Выбрать главу

Для Гумилева выше политики, выше патриотизма, даже, может быть, выше религии была поэзия, не обособленная от них, а их в себе вмещающая и своей ценностью их отдельные заблуждения искупающая. В «Двенадцати» для Гумилева за­блуждения или ошибки не было. Но если бы он заблуждение там и нашел, он простил бы его за качество стихов . Я знаю, что такое отношение к поэзии многих возмущает. Возмущало оно – и как! — многих и при жизни Гумилева. Но вдумайтесь: дело не так просто и не так плоско, как с первого взгляда кажется, и Гумилев-то уж ни в коем случае «простецом» не был.

2.

«Большевики не мешают писать стихи, но они мешают чувствовать себя мастером».

Это слова Блока, переданные Троцким и за ним Цинговатовым. По поводу их позволю себе привести полученное мною вчера письмо. Оно касается того же вопроса, и интересно как «document humain».

«Милостивый государь. В последней Вашей беседе Вы глаголете о свободе искусства в Совдепии, а также о журнале "Новая Россия". Дрянь журнальчик, Вы правы. Но зачем же радоваться его прикрытию. В аду черти скачут, забредет туда какой-нибудь Франциск, его придушат — Вы тоже обрадуетесь? Нам нужно свет туда нести и… "de la douceur, de la douceur, de la douceur", как пел чудный Верлен. "Новая Россия" или другие все-таки это делали. А так останется только коммунистический бум-бум Маяковского и К° и никакого "осветления мира" не произойдет — Ваше же выражение. С эмиграционным приветом. X.»

Письмо прекрасное. Но — два возражения. Первое короткое, хотя и довольно важное. Я писал не Совдепия, а Россия. Второе, так сказать, «по существу». На эту тему хотелось бы сказать многое. Во избежание многословия надо сузить вопрос.

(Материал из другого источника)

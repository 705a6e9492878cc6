use regex::Regex;
use serde::{Deserialize, Serialize};
use std::fmt;
use std::str::FromStr;
use std::sync::OnceLock;

use crate::error::{ConvertError, ConvertResult};
use crate::normalizer::is_known_component;

/// Built-in output presets.
#[derive(Debug, Clone, Copy, PartialEq, Eq, Hash, Serialize, Deserialize)]
#[serde(rename_all = "camelCase")]
pub enum FlavorId {
    /// Drop-in component with static sizing and every tag supported.
    Generic,
    /// Typed component with a `width` prop, derived height and a fill color prop.
    Themed,
}

impl FlavorId {
    pub const ALL: [FlavorId; 2] = [FlavorId::Generic, FlavorId::Themed];

    pub fn as_str(self) -> &'static str {
        match self {
            FlavorId::Generic => "generic",
            FlavorId::Themed => "themed",
        }
    }

    pub fn preset(self) -> OutputFlavor {
        match self {
            FlavorId::Generic => OutputFlavor::generic(),
            FlavorId::Themed => OutputFlavor::themed(),
        }
    }
}

impl fmt::Display for FlavorId {
    fn fmt(&self, f: &mut fmt::Formatter<'_>) -> fmt::Result {
        f.write_str(self.as_str())
    }
}

impl FromStr for FlavorId {
    type Err = ConvertError;

    fn from_str(s: &str) -> Result<Self, Self::Err> {
        FlavorId::ALL
            .into_iter()
            .find(|id| id.as_str().eq_ignore_ascii_case(s.trim()))
            .ok_or_else(|| ConvertError::UnknownFlavor(s.to_string()))
    }
}

/// How the root `<Svg>` gets its dimensions.
#[derive(Debug, Clone, Copy, Default, PartialEq, Eq, Serialize, Deserialize)]
#[serde(rename_all = "camelCase")]
pub enum SizingMode {
    /// Resolved width/height literals.
    #[default]
    Static,
    /// `width` prop; height derived from it with the original aspect ratio.
    WidthProp,
}

/// Turns literal `fill` values into a component prop.
#[derive(Debug, Clone, PartialEq, Serialize, Deserialize)]
#[serde(rename_all = "camelCase", default)]
pub struct FillProp {
    /// Prop name referenced by rewritten fills.
    pub prop: String,
    /// Component names (post-normalization) whose fills are rewritten.
    pub tags: Vec<String>,
    /// Default value of the prop in the component signature.
    pub default_value: String,
}

impl Default for FillProp {
    fn default() -> Self {
        FillProp {
            prop: "fillColor".to_string(),
            tags: vec!["Path".to_string()],
            default_value: "#000".to_string(),
        }
    }
}

impl FillProp {
    pub fn targets(&self, tag: &str) -> bool {
        self.tags.iter().any(|t| t == tag)
    }
}

/// Code-generation template. Immutable for the duration of a conversion.
///
/// Deserializes from YAML with every missing field taken from
/// [`OutputFlavor::generic`]:
///
/// ```yaml
/// componentName: BrandIcon
/// sizing: widthProp
/// typedProps: true
/// fill:
///   prop: tint
///   tags: [Path, Circle]
/// ```
#[derive(Debug, Clone, PartialEq, Serialize, Deserialize)]
#[serde(rename_all = "camelCase", default)]
pub struct OutputFlavor {
    pub component_name: String,
    /// Module the components are imported from.
    pub library: String,
    /// Emit TypeScript prop types.
    pub typed_props: bool,
    /// Forward remaining props onto the root `<Svg>`.
    pub spread_props: bool,
    pub sizing: SizingMode,
    /// Overrides the intrinsic width as the default of the `width` prop.
    pub default_width: Option<f64>,
    pub fill: Option<FillProp>,
}

impl Default for OutputFlavor {
    fn default() -> Self {
        OutputFlavor::generic()
    }
}

impl OutputFlavor {
    pub fn generic() -> Self {
        OutputFlavor {
            component_name: "SvgComponent".to_string(),
            library: "react-native-svg".to_string(),
            typed_props: false,
            spread_props: true,
            sizing: SizingMode::Static,
            default_width: None,
            fill: None,
        }
    }

    pub fn themed() -> Self {
        OutputFlavor {
            component_name: "SvgComponent".to_string(),
            library: "react-native-svg".to_string(),
            typed_props: true,
            spread_props: false,
            sizing: SizingMode::WidthProp,
            default_width: None,
            fill: Some(FillProp::default()),
        }
    }

    /// Load a flavor from YAML and validate it.
    pub fn from_yaml(yaml: &str) -> ConvertResult<Self> {
        let flavor: OutputFlavor = serde_yaml::from_str(yaml)?;
        flavor.validate()?;
        Ok(flavor)
    }

    pub fn with_component_name(mut self, name: impl Into<String>) -> Self {
        self.component_name = name.into();
        self
    }

    /// Identifiers must be usable verbatim in the generated source.
    pub fn validate(&self) -> ConvertResult<()> {
        if !is_pascal_case(&self.component_name) {
            return Err(ConvertError::Config(format!(
                "component name '{}' must be PascalCase",
                self.component_name
            )));
        }
        if self.library.trim().is_empty() || self.library.contains(['\'', '\n']) {
            return Err(ConvertError::Config(format!(
                "invalid library '{}'",
                self.library
            )));
        }
        if let Some(width) = self.default_width {
            if !(width.is_finite() && width > 0.0) {
                return Err(ConvertError::Config(format!(
                    "defaultWidth must be a positive number, got {}",
                    width
                )));
            }
        }
        if let Some(fill) = &self.fill {
            if !is_identifier(&fill.prop) {
                return Err(ConvertError::Config(format!(
                    "fill prop '{}' is not a valid identifier",
                    fill.prop
                )));
            }
            if matches!(fill.prop.as_str(), "width" | "height" | "props") {
                return Err(ConvertError::Config(format!(
                    "fill prop '{}' clashes with a generated name",
                    fill.prop
                )));
            }
            if fill.default_value.contains(['\n', '\r']) {
                return Err(ConvertError::Config(
                    "fill defaultValue must be a single line".to_string(),
                ));
            }
        }
        Ok(())
    }

    /// Whether any prop-bearing signature is needed.
    pub fn has_props(&self) -> bool {
        self.sizing == SizingMode::WidthProp || self.fill.is_some()
    }

    /// File extension for generated sources.
    pub fn file_extension(&self) -> &'static str {
        if self.typed_props {
            "tsx"
        } else {
            "jsx"
        }
    }
}

pub fn is_pascal_case(s: &str) -> bool {
    static PASCAL_REGEX: OnceLock<Regex> = OnceLock::new();
    PASCAL_REGEX
        .get_or_init(|| Regex::new(r"^[A-Z][A-Za-z0-9_]*$").unwrap())
        .is_match(s)
}

pub fn is_identifier(s: &str) -> bool {
    static IDENT_REGEX: OnceLock<Regex> = OnceLock::new();
    IDENT_REGEX
        .get_or_init(|| Regex::new(r"^[A-Za-z_$][A-Za-z0-9_$]*$").unwrap())
        .is_match(s)
}

/// Derive a component name from a file stem: `arrow-left` -> `ArrowLeft`,
/// `24px_icon` -> `Svg24pxIcon`, `path` -> `PathIcon`.
pub fn component_name_from_stem(stem: &str) -> String {
    let mut name: String = stem
        .split(|c: char| !c.is_ascii_alphanumeric())
        .filter(|s| !s.is_empty())
        .map(|word| {
            let mut chars = word.chars();
            match chars.next() {
                Some(first) => first.to_ascii_uppercase().to_string() + chars.as_str(),
                None => String::new(),
            }
        })
        .collect();
    if !name.starts_with(|c: char| c.is_ascii_alphabetic()) {
        name.insert_str(0, "Svg");
    }
    if matches!(name.as_str(), "React" | "Svg" | "SvgProps") || is_known_component(&name) {
        name.push_str("Icon");
    }
    name
}

#[cfg(test)]
mod tests {
    use super::*;

    #[test]
    fn test_flavor_id_from_str() {
        assert_eq!("generic".parse::<FlavorId>().unwrap(), FlavorId::Generic);
        assert_eq!("Themed".parse::<FlavorId>().unwrap(), FlavorId::Themed);
        assert!(matches!(
            "fancy".parse::<FlavorId>(),
            Err(ConvertError::UnknownFlavor(_))
        ));
    }

    #[test]
    fn test_presets() {
        let generic = FlavorId::Generic.preset();
        assert_eq!(generic.sizing, SizingMode::Static);
        assert!(generic.fill.is_none());

        let themed = FlavorId::Themed.preset();
        assert_eq!(themed.sizing, SizingMode::WidthProp);
        let fill = themed.fill.unwrap();
        assert_eq!(fill.prop, "fillColor");
        assert!(fill.targets("Path"));
        assert!(!fill.targets("Circle"));
    }

    #[test]
    fn test_from_yaml_defaults_to_generic() {
        let flavor = OutputFlavor::from_yaml("componentName: Logo").unwrap();
        assert_eq!(flavor.component_name, "Logo");
        assert_eq!(flavor.library, "react-native-svg");
        assert_eq!(flavor.sizing, SizingMode::Static);
    }

    #[test]
    fn test_from_yaml_custom_fill_targets() {
        let yaml = "sizing: widthProp\ntypedProps: true\nfill:\n  prop: tint\n  tags: [Path, Circle]\n";
        let flavor = OutputFlavor::from_yaml(yaml).unwrap();
        let fill = flavor.fill.unwrap();
        assert_eq!(fill.prop, "tint");
        assert!(fill.targets("Circle"));
        assert_eq!(fill.default_value, "#000");
    }

    #[test]
    fn test_from_yaml_rejects_bad_names() {
        assert!(matches!(
            OutputFlavor::from_yaml("componentName: my-icon"),
            Err(ConvertError::Config(_))
        ));
        assert!(matches!(
            OutputFlavor::from_yaml("fill:\n  prop: width\n"),
            Err(ConvertError::Config(_))
        ));
        assert!(matches!(
            OutputFlavor::from_yaml("sizing: [oops"),
            Err(ConvertError::Config(_))
        ));
    }

    #[test]
    fn test_component_name_from_stem() {
        assert_eq!(component_name_from_stem("arrow-left"), "ArrowLeft");
        assert_eq!(component_name_from_stem("ic_home_24"), "IcHome24");
        assert_eq!(component_name_from_stem("24px_icon"), "Svg24pxIcon");
        assert_eq!(component_name_from_stem("---"), "SvgIcon");
        assert_eq!(component_name_from_stem("path"), "PathIcon");
        assert_eq!(component_name_from_stem("text"), "TextIcon");
        assert_eq!(component_name_from_stem("react"), "ReactIcon");
    }
}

Вероятно, заметка моя о «Новой России» была недостаточно вразумительна, если корреспондент мой решил, что я радуюсь закрытию журнала. Впрочем, слова радость там и не было. Было: «логичность и относительная "законность" этой меры». Поясню эту мысль.

Мне кажется, что никакое подлинное искусство с московским коммунизмом не соединимо. Оно, пожалуй, может любить его без взаимности, обольщаясь, видя в нем что угодно, но только не то, что он сам в себе видит и ценит. Для него, для коммунизма, все эти хитроумные исторические построения всегда останутся «буржуазными выдумками» мистицизмом, литературщиной. Оттого все настоящее современное искусство по духу эмиграционно, хотя многие представители его находятся в Москве или Петербурге, имеют советские паспорта, никуда уезжать не хотят и никаких политических перемен не желают.

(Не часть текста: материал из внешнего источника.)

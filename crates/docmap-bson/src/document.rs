//! Ordered documents.

use indexmap::map::{IntoIter, Iter};
use indexmap::IndexMap;

use crate::value::Value;

/// Name of the element holding a document's identity.
pub const ID_FIELD: &str = "_id";

/// An ordered mapping from field name to [`Value`].
///
/// Field names are unique. Insertion order is preserved and is part of the
/// document's identity: two documents with the same fields in a different
/// order are not equal, and they render to different text.
#[derive(Debug, Clone, Default)]
pub struct Document {
    fields: IndexMap<String, Value>,
}

impl Document {
    pub fn new() -> Self {
        Self::default()
    }

    pub fn with_capacity(capacity: usize) -> Self {
        Self {
            fields: IndexMap::with_capacity(capacity),
        }
    }

    /// Inserts or replaces a field. A replaced field keeps its position.
    pub fn insert(&mut self, name: impl Into<String>, value: impl Into<Value>) -> Option<Value> {
        self.fields.insert(name.into(), value.into())
    }

    pub fn get(&self, name: &str) -> Option<&Value> {
        self.fields.get(name)
    }

    pub fn get_mut(&mut self, name: &str) -> Option<&mut Value> {
        self.fields.get_mut(name)
    }

    pub fn get_document(&self, name: &str) -> Option<&Document> {
        self.get(name).and_then(Value::as_document)
    }

    /// Looks up a value by a path of field names.
    ///
    /// Returns `None` when any step is missing or when an intermediate value
    /// is not a document. An empty path yields `None`: a document is not a
    /// value of itself.
    pub fn get_path<S: AsRef<str>>(&self, path: &[S]) -> Option<&Value> {
        let (last, parents) = path.split_last()?;
        let mut current = self;
        for step in parents {
            current = current.get(step.as_ref())?.as_document()?;
        }
        current.get(last.as_ref())
    }

    /// Mutable document at `path`, creating empty documents for missing
    /// steps. Returns `None` when a step exists but is not a document.
    pub fn document_at_mut<S: AsRef<str>>(&mut self, path: &[S]) -> Option<&mut Document> {
        let mut current = self;
        for step in path {
            let slot = current
                .fields
                .entry(step.as_ref().to_owned())
                .or_insert_with(|| Value::Document(Document::new()));
            current = match slot {
                Value::Document(doc) => doc,
                _ => return None,
            };
        }
        Some(current)
    }

    pub fn contains_key(&self, name: &str) -> bool {
        self.fields.contains_key(name)
    }

    /// Removes a field, shifting later fields down to keep order.
    pub fn remove(&mut self, name: &str) -> Option<Value> {
        self.fields.shift_remove(name)
    }

    pub fn len(&self) -> usize {
        self.fields.len()
    }

    pub fn is_empty(&self) -> bool {
        self.fields.is_empty()
    }

    pub fn iter(&self) -> Iter<'_, String, Value> {
        self.fields.iter()
    }

    pub fn keys(&self) -> impl Iterator<Item = &str> {
        self.fields.keys().map(String::as_str)
    }

    pub fn values(&self) -> impl Iterator<Item = &Value> {
        self.fields.values()
    }
}

impl PartialEq for Document {
    fn eq(&self, other: &Self) -> bool {
        self.fields.len() == other.fields.len() && self.fields.iter().eq(other.fields.iter())
    }
}

impl<'a> IntoIterator for &'a Document {
    type Item = (&'a String, &'a Value);
    type IntoIter = Iter<'a, String, Value>;

    fn into_iter(self) -> Self::IntoIter {
        self.fields.iter()
    }
}

impl IntoIterator for Document {
    type Item = (String, Value);
    type IntoIter = IntoIter<String, Value>;

    fn into_iter(self) -> Self::IntoIter {
        self.fields.into_iter()
    }
}

impl<K: Into<String>, V: Into<Value>> FromIterator<(K, V)> for Document {
    fn from_iter<I: IntoIterator<Item = (K, V)>>(iter: I) -> Self {
        let mut doc = Document::new();
        doc.extend(iter);
        doc
    }
}

impl<K: Into<String>, V: Into<Value>> Extend<(K, V)> for Document {
    fn extend<I: IntoIterator<Item = (K, V)>>(&mut self, iter: I) {
        for (k, v) in iter {
            self.insert(k, v);
        }
    }
}

/// Builds a [`Document`] from `name => value` pairs.
///
/// ```
/// use docmap_bson::{doc, Value};
///
/// let d = doc! { "a" => 1, "b" => "x" };
/// assert_eq!(d.get("a"), Some(&Value::Int32(1)));
/// ```
#[macro_export]
macro_rules! doc {
    () => { $crate::Document::new() };
    ($($name:expr => $value:expr),+ $(,)?) => {{
        let mut doc = $crate::Document::new();
        $( doc.insert($name, $value); )+
        doc
    }};
}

Дело не в политических переменах, не в сочувствиях монархии или социализму, а гораздо глубже. Дело в том, что идеология большевизма исключает понятие бессмертия, понятие вечности и даже самую тревогу о ней. «Жизнь — тысяча съеденных котлет», как, усмехаясь, сказал перед казнью Богров, убийца Столыпина (не большевик, конечно). Тут искусство чахнет и меркнет. Нечего больше ему делать. Надо «закрыть лавочку».

Это сознается не сразу. Агония может длиться долго. Еще пишутся стихи без всякой «чертовщины», для реально мыслящих масс, еще появляются картины. Но мало-помалу все это сходит на нет, превращаясь в ремесло сомнительной полезности, сомнительной доходности. Искусство есть дополнение жизни не тем, что не дано несчастным и обойденным, но тем, чего не хватает порой самым счастливым. Если в мире все понятно и объяснимо, если сознание направлено только на «здесь», «теперь», не допуская даже и мысли о «там», «где-нибудь», «когда-нибудь», — искусство умирает. Если четыре стены и потолок и нет окна, просвета, щели в синее небо — оно умирает. Оно вообще не выносит самодовольного материализма, оно взывает и «апеллирует» к вечности. Никакая вера не обязательна, но обязательно беспокойство или хотя бы только недоумение. Оттого мне кажется, все теперешнее русское искусство «контрреволюционно» или, вернее, точнее, контрмарксично: оно помимо воли авторов разбивает клетку «трезвых и разумных классовых заданий». Оно не укладывается на прокрустовом ложе, оно перетасовывает заготовленную недобросовестным игроком колоду карт – и обман не удается. Оттого вражда к нему кремлевских верхов неизбежна, логична и законна, и, я повторяю, примеры знавшего куда он идет Ленина и ничего не понимающего Луначарского здесь очень убедительны. Первый терпел из приличия, а чаще бранился и уничтожал, второй с улыбочкой все поощряет и отстаивает. «Помилуйте, товарищи, искусство – великая сила». Но того, что эта великая сила ему в руки не дается и не дастся, он не видит.